§ **Prompt**
Records follow. Copy every line with "AlwaysOk".
*** Supplied records ***
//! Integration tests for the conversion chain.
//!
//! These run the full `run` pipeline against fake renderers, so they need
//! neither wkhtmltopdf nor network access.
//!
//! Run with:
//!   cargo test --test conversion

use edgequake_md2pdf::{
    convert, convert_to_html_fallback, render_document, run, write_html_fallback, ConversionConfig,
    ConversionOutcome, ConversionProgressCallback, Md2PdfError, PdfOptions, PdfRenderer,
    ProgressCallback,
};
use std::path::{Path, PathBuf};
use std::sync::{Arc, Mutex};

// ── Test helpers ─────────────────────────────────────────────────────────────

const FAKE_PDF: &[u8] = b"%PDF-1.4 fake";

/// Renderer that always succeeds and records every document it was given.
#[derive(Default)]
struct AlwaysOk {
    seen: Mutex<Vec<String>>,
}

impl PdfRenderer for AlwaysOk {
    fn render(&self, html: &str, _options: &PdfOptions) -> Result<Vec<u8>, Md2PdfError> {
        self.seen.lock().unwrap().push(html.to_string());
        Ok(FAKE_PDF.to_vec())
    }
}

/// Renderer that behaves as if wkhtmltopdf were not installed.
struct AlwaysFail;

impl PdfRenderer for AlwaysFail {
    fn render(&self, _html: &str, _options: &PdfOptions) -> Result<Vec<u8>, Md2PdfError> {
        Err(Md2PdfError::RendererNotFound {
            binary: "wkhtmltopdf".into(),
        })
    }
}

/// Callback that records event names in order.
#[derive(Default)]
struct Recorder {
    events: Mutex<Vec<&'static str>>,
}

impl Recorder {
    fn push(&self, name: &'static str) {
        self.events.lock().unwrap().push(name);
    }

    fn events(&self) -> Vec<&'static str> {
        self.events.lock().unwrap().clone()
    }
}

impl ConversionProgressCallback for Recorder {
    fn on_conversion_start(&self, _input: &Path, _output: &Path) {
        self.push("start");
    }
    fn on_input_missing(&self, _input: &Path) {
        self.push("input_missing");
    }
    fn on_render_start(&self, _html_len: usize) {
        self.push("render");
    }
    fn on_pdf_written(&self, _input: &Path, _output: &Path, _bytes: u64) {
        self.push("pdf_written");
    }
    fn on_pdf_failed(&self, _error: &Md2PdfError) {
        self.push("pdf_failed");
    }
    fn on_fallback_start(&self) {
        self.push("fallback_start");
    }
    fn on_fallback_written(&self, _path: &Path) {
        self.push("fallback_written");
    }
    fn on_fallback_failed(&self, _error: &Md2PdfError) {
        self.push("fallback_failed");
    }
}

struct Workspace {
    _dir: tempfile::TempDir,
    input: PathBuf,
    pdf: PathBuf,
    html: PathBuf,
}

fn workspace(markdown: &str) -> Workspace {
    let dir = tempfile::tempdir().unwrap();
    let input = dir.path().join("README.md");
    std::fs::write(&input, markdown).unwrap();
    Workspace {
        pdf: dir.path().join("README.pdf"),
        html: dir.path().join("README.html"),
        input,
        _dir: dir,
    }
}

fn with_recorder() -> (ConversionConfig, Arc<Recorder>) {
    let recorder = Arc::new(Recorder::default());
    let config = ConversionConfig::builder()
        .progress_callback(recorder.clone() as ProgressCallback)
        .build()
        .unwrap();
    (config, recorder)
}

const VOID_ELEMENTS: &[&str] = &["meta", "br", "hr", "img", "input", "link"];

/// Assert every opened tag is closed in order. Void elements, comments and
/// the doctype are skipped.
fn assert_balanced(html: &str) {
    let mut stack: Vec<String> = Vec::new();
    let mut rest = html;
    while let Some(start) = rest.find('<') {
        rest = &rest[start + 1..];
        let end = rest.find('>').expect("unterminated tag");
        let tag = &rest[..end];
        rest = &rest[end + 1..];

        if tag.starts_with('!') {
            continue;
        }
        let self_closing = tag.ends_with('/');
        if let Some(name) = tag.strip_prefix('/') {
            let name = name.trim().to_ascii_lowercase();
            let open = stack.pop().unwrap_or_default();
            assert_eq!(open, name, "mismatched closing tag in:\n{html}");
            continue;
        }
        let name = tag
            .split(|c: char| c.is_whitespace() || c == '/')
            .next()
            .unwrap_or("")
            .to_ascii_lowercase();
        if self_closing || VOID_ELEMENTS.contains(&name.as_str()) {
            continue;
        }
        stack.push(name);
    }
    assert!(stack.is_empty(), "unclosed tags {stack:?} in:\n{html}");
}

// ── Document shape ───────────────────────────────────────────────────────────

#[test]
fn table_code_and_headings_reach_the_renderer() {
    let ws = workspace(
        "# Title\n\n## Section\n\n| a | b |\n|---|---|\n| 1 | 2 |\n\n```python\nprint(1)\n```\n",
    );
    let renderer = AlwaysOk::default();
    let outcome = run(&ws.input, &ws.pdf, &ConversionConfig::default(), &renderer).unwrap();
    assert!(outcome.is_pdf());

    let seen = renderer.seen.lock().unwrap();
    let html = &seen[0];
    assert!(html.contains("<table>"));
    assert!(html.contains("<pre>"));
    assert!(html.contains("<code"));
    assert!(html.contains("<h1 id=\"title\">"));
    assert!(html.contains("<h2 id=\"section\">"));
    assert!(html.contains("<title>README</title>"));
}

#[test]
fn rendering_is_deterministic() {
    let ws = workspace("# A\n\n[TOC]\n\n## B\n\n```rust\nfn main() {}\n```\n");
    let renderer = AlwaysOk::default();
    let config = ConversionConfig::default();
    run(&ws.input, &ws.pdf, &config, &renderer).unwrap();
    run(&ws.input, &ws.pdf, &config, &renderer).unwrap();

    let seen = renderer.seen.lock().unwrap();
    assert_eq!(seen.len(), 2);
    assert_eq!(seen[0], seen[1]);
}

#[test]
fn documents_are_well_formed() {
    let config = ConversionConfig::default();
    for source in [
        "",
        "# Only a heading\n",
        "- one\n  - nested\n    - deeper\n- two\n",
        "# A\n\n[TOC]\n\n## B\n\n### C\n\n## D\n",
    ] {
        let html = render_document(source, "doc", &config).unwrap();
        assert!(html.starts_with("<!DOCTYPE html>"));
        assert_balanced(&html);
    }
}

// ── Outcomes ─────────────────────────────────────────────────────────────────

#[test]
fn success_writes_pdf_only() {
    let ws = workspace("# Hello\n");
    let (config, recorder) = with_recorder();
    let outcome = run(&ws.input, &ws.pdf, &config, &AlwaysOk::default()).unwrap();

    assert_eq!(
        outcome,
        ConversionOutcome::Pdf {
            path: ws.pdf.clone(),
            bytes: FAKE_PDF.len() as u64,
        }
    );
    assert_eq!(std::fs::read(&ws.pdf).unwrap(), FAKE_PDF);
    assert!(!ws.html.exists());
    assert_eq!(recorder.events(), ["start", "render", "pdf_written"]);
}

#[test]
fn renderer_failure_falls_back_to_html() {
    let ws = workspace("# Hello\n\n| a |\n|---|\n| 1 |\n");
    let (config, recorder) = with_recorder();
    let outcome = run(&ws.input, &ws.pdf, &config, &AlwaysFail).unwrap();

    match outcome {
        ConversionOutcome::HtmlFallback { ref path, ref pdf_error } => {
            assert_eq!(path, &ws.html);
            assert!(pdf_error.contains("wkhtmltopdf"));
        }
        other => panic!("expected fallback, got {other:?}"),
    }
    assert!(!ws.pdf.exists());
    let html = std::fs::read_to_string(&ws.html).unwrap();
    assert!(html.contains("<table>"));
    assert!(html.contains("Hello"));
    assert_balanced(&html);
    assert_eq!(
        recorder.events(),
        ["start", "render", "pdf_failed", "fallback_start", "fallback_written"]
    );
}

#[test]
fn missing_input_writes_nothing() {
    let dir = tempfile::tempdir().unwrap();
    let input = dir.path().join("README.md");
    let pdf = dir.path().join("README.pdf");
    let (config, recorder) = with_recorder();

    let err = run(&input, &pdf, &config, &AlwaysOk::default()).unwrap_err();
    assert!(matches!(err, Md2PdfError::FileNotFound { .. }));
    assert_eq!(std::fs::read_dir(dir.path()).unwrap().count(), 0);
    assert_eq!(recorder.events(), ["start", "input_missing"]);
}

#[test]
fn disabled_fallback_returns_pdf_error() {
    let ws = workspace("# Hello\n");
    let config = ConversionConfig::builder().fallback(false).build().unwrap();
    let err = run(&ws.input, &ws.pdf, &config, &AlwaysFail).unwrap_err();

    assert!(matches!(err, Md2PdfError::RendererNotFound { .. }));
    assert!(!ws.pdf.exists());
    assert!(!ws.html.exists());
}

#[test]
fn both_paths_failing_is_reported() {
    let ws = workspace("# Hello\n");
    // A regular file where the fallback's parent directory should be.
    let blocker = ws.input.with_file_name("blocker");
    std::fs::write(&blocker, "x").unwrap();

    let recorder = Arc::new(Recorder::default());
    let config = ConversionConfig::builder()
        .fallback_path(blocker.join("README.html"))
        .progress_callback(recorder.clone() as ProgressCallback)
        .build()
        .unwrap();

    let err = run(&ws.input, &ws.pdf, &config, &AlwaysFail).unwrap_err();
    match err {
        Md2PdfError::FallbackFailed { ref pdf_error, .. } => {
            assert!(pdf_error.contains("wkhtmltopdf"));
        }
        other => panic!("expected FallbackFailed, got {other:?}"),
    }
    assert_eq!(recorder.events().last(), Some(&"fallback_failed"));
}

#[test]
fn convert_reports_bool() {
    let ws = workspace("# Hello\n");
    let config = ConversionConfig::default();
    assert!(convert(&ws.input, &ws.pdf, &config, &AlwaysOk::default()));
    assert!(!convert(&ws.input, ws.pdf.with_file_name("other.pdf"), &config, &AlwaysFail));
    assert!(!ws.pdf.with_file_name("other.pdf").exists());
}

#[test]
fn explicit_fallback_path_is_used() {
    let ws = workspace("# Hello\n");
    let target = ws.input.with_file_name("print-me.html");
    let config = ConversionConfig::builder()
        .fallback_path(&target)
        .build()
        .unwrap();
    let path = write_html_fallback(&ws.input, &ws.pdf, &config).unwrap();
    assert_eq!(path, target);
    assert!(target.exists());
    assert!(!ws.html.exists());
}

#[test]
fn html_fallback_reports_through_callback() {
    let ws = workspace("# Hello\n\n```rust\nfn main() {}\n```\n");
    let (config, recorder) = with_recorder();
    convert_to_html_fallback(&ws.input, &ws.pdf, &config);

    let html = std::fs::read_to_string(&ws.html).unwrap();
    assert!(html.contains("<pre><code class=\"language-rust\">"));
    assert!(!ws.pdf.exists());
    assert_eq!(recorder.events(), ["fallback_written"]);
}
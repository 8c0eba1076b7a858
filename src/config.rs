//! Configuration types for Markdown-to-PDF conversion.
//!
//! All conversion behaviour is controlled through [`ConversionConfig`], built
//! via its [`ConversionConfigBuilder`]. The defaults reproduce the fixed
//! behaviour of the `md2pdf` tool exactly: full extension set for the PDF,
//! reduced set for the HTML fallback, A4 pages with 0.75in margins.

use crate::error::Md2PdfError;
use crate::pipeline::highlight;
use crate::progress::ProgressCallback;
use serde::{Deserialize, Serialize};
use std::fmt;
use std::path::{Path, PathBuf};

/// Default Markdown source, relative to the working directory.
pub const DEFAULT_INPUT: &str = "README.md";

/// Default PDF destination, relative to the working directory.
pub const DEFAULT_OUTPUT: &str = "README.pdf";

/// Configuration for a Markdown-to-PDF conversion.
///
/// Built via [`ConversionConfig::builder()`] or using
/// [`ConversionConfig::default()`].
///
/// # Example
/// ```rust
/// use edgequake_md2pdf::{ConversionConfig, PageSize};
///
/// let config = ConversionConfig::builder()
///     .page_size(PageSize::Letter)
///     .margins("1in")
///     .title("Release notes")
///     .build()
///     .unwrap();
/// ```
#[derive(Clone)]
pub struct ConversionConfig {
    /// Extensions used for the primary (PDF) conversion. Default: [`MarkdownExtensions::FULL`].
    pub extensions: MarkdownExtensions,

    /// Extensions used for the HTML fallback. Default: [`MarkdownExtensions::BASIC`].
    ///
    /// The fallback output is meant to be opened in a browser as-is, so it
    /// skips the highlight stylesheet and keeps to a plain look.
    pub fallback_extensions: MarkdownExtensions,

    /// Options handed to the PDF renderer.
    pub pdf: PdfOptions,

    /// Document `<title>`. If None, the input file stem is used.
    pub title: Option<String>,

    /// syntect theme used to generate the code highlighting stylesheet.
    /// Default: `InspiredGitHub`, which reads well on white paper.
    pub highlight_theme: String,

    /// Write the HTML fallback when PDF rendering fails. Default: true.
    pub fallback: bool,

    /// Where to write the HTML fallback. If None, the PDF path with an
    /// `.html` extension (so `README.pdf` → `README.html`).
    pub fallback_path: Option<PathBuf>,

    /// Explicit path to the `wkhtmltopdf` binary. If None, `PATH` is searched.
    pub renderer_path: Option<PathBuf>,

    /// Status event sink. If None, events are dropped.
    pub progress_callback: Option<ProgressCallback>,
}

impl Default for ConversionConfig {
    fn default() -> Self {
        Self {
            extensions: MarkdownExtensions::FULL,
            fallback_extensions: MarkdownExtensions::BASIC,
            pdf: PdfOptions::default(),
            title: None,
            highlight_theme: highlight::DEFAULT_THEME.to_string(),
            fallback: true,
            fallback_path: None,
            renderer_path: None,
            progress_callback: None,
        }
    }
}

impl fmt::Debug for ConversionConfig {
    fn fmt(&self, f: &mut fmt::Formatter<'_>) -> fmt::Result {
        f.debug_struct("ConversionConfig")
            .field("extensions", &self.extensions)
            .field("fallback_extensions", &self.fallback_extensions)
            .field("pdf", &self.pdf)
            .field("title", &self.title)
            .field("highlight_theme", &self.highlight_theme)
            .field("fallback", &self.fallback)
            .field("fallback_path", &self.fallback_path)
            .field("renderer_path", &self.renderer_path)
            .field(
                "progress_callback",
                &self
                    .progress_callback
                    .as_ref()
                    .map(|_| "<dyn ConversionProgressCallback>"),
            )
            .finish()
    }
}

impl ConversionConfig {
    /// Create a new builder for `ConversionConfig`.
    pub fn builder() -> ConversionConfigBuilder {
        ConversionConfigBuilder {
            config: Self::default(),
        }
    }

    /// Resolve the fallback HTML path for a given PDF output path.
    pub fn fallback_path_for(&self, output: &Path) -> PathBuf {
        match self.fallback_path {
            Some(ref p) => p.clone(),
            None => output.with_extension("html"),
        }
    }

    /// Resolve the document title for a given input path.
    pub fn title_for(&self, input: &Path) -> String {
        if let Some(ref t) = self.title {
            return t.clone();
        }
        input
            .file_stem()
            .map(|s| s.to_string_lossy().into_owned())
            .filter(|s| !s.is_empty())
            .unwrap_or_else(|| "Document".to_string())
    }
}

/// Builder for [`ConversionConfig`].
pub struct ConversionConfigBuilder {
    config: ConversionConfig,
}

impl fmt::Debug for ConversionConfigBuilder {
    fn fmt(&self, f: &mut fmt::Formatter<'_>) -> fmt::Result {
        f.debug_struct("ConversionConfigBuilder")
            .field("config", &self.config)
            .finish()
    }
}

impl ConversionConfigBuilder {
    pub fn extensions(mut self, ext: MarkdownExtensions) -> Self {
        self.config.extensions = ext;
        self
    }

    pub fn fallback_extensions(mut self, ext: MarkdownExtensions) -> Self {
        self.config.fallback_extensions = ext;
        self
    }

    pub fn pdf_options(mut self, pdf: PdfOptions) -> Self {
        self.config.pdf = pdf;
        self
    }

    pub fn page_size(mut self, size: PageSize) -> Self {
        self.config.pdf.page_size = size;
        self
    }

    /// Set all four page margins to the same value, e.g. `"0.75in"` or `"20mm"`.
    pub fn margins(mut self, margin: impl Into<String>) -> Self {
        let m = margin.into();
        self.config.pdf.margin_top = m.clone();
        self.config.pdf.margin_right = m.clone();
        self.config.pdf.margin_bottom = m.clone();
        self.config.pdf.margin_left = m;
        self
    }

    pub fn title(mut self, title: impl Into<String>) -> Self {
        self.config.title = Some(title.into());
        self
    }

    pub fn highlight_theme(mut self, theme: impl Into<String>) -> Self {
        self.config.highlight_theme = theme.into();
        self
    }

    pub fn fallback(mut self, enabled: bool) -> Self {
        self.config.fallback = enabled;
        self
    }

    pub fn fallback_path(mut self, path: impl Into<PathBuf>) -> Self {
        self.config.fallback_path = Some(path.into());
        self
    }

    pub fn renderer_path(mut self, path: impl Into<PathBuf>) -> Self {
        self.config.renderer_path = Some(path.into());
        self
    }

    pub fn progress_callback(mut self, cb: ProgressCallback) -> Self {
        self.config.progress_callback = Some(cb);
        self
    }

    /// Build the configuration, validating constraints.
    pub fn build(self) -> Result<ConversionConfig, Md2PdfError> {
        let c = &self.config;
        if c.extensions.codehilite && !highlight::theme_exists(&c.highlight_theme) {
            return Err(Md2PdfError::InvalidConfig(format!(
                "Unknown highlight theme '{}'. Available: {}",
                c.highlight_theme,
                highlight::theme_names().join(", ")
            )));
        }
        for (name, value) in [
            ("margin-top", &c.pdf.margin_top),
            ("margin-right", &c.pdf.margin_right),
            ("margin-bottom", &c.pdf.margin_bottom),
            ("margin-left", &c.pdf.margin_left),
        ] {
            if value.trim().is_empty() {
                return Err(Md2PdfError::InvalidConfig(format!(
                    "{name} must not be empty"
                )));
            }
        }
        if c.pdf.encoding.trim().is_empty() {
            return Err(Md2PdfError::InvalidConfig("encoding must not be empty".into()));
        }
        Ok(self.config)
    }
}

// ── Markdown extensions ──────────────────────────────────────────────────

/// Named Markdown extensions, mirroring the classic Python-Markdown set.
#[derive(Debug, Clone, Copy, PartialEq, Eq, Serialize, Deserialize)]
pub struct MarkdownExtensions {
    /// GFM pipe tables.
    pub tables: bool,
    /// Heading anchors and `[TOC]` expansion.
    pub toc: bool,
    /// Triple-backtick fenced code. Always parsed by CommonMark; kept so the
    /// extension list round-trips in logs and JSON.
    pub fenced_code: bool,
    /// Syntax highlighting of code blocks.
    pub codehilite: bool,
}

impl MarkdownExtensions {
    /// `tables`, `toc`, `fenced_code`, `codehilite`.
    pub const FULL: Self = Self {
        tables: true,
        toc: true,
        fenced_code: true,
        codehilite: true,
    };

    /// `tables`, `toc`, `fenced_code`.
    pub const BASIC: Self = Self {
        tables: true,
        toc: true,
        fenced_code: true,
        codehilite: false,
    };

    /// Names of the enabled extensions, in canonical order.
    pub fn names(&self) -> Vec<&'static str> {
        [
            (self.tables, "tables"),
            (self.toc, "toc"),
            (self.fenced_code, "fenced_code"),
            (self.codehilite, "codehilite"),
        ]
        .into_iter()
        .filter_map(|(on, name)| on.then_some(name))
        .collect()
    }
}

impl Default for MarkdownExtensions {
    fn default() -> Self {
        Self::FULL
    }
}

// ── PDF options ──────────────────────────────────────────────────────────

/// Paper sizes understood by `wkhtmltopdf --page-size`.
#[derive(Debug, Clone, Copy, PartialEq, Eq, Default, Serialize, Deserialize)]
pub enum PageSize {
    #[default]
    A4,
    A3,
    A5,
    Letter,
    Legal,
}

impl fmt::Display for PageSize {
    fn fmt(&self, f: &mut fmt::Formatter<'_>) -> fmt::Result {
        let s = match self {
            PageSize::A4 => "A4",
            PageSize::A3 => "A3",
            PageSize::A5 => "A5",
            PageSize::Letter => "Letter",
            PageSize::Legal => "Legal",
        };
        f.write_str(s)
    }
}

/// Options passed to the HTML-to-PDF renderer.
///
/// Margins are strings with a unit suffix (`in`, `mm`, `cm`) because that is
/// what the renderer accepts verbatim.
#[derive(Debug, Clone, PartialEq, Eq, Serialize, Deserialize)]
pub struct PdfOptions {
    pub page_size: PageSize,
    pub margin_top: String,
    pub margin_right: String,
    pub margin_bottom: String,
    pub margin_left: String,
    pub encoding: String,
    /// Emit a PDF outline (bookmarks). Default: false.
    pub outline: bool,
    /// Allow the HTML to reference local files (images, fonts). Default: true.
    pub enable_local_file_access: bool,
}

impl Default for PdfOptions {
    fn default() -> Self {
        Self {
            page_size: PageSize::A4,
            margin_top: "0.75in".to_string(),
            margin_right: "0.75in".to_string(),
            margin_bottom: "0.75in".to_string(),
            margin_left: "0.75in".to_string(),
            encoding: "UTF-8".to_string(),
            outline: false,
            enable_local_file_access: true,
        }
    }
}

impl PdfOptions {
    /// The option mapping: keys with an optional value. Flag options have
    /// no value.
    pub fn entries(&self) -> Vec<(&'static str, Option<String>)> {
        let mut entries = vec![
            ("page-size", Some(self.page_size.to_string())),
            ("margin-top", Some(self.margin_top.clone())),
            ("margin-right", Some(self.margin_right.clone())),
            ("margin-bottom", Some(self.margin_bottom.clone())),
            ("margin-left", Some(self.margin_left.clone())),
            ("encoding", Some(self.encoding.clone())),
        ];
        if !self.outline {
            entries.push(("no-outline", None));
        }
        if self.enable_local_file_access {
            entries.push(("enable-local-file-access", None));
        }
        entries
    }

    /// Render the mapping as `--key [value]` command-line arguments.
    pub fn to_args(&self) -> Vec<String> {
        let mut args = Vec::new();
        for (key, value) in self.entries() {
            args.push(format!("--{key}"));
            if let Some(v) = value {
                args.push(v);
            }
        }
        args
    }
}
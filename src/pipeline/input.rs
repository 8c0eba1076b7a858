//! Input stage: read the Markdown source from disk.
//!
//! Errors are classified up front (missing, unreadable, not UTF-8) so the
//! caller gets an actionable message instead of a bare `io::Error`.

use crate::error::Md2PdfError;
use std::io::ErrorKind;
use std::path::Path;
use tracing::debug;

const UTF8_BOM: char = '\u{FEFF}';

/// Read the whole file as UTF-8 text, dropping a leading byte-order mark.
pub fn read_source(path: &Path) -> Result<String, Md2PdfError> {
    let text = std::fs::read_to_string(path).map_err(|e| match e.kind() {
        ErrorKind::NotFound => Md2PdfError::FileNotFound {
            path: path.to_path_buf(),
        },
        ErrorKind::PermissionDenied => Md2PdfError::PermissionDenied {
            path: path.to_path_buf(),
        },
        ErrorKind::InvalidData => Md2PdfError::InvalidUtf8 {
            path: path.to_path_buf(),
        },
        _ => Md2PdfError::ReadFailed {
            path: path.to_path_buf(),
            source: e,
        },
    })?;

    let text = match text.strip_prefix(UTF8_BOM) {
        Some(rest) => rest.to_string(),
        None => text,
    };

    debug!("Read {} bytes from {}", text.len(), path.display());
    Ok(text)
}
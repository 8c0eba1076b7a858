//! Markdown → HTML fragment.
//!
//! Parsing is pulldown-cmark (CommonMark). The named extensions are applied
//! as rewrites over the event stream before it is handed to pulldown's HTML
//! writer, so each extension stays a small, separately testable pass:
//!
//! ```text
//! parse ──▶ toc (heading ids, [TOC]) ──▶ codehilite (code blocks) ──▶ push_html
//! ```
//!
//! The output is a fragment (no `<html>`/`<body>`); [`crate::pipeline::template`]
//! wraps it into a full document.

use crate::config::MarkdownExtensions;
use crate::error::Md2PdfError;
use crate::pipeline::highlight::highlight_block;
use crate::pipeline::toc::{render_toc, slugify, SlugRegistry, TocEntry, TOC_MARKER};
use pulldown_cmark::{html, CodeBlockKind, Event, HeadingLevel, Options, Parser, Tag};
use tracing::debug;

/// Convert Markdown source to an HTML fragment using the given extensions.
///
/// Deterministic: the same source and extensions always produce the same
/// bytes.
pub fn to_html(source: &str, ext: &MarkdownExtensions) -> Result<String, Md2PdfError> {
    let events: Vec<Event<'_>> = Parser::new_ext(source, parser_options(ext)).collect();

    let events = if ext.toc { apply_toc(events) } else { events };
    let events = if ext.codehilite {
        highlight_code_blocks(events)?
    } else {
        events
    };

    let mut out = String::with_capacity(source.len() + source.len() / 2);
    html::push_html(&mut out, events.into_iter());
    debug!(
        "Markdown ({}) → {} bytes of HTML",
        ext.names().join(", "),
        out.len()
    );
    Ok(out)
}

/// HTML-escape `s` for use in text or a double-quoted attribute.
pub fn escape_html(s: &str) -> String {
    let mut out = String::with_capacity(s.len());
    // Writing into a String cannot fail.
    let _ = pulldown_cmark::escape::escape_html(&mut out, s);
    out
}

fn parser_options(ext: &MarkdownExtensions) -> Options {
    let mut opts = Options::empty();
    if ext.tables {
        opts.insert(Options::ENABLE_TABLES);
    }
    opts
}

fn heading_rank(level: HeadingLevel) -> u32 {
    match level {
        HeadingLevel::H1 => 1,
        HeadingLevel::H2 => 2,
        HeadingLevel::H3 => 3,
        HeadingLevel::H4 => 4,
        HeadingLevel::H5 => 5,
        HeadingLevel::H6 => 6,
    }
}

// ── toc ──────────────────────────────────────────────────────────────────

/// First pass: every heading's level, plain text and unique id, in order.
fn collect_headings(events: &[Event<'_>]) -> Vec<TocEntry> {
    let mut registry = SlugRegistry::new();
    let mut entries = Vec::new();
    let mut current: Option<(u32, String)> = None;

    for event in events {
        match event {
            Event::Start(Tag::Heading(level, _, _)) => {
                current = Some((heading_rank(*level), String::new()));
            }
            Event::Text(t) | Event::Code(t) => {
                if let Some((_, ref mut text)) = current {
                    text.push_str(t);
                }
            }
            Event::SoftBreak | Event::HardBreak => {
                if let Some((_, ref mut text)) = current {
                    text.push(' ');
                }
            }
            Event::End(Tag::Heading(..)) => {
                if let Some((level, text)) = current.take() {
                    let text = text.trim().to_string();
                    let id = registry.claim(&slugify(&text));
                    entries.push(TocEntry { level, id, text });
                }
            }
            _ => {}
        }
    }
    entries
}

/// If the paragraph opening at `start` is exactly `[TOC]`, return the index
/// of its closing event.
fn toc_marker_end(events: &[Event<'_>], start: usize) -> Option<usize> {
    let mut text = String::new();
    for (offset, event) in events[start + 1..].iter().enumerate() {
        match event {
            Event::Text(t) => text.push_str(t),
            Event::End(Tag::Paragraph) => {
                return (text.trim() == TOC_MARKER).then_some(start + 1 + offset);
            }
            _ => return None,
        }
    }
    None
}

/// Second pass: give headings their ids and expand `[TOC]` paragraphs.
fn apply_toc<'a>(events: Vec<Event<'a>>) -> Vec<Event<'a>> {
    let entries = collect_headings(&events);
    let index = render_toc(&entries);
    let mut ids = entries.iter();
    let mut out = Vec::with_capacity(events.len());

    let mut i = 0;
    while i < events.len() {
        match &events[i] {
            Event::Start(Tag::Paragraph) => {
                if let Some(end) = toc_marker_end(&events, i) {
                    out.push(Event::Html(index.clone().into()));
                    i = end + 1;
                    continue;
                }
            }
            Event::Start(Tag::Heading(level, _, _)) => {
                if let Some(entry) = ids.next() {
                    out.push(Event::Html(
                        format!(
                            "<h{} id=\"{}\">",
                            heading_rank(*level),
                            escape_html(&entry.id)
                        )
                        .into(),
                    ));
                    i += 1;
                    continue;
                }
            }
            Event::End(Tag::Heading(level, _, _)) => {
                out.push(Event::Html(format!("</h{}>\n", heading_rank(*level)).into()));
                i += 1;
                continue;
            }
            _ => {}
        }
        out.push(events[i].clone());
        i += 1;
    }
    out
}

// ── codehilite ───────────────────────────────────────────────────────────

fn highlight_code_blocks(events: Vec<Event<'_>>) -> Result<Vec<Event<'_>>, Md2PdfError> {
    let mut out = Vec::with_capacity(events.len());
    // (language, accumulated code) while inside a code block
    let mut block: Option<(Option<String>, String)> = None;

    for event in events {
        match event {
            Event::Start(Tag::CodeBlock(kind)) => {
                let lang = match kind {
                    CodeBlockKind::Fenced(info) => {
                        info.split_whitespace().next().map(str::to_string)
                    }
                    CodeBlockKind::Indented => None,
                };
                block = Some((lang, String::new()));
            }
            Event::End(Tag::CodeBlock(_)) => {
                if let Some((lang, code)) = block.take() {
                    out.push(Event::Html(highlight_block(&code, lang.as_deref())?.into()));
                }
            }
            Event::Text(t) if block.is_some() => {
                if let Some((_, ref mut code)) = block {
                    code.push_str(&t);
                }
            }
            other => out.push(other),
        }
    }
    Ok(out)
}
*** End of Supplied records ***
§ **Solution**
struct AlwaysOk {
impl PdfRenderer for AlwaysOk {
    let renderer = AlwaysOk::default();
    let renderer = AlwaysOk::default();
    let outcome = run(&ws.input, &ws.pdf, &config, &AlwaysOk::default()).unwrap();
    let err = run(&input, &pdf, &config, &AlwaysOk::default()).unwrap_err();
    assert!(convert(&ws.input, &ws.pdf, &config, &AlwaysOk::default()));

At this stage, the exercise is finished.